Data entries:
====
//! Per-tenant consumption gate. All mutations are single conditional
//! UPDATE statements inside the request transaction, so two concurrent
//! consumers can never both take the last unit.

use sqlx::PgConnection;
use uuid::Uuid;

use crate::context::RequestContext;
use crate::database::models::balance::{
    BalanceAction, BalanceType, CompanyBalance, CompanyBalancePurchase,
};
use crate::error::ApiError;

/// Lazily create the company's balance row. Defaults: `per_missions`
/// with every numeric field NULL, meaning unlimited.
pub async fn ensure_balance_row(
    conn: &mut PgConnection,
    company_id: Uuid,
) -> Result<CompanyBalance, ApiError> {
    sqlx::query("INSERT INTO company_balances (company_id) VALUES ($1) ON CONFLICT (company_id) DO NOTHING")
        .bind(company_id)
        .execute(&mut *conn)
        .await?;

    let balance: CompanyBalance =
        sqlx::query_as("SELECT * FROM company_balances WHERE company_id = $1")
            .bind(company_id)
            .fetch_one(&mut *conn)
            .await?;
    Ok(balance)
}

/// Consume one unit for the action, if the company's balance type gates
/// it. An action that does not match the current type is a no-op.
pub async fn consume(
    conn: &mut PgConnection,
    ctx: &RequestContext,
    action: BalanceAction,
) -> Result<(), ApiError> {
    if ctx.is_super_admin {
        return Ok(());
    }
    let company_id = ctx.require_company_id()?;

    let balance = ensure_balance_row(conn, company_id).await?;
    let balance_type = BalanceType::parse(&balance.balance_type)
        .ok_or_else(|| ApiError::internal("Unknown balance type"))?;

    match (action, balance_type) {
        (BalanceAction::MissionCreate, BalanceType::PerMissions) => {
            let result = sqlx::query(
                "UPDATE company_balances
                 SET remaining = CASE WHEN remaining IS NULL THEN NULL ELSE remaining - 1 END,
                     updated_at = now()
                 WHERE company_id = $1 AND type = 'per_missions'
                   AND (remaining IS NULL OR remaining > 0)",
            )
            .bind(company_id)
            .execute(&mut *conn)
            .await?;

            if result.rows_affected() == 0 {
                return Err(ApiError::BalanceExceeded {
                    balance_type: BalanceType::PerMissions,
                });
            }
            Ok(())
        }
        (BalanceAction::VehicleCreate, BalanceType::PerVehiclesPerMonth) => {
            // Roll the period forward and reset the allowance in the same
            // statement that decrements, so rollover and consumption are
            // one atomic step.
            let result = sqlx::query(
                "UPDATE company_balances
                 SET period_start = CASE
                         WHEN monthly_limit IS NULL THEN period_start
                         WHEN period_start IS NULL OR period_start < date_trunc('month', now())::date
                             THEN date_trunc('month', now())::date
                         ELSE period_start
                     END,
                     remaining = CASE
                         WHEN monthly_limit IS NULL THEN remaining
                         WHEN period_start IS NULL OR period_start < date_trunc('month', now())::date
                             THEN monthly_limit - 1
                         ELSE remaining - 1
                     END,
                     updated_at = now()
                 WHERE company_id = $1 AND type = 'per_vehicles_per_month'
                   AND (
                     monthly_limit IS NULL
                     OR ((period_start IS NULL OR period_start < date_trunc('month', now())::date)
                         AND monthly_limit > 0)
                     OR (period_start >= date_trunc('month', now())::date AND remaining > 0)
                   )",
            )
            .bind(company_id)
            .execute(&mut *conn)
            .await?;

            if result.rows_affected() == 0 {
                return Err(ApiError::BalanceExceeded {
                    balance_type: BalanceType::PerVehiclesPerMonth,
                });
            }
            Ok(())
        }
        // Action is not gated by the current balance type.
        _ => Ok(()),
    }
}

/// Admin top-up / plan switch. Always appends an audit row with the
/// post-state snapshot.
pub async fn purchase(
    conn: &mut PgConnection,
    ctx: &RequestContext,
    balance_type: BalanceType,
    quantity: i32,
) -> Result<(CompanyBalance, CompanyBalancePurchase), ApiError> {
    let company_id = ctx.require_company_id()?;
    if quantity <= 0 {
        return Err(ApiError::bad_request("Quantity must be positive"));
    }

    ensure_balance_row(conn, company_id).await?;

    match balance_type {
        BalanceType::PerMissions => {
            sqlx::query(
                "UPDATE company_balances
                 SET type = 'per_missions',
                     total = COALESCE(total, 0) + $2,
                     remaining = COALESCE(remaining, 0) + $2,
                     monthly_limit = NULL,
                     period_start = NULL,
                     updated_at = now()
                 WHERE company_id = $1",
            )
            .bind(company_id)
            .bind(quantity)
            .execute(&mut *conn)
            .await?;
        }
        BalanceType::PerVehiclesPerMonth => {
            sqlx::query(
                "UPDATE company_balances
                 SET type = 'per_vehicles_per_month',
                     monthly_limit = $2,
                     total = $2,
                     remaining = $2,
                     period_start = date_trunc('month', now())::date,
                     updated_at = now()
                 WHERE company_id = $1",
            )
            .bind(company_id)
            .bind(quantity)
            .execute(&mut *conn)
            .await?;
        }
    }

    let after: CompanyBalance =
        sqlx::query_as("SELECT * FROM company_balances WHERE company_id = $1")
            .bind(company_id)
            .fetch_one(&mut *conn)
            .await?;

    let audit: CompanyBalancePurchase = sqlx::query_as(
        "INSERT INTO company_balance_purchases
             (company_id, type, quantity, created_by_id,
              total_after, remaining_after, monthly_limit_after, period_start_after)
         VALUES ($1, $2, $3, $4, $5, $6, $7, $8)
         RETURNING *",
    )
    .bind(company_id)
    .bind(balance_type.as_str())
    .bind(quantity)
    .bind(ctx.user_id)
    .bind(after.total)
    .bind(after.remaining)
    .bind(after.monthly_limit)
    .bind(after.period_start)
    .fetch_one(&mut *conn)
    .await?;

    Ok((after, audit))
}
====
§ **Task objective**: Report each line of the data that includes the string "CompanyBalancePurchase".

§ **Task solution**:
    BalanceAction, BalanceType, CompanyBalance, CompanyBalancePurchase,
) -> Result<(CompanyBalance, CompanyBalancePurchase), ApiError> {
    let audit: CompanyBalancePurchase = sqlx::query_as(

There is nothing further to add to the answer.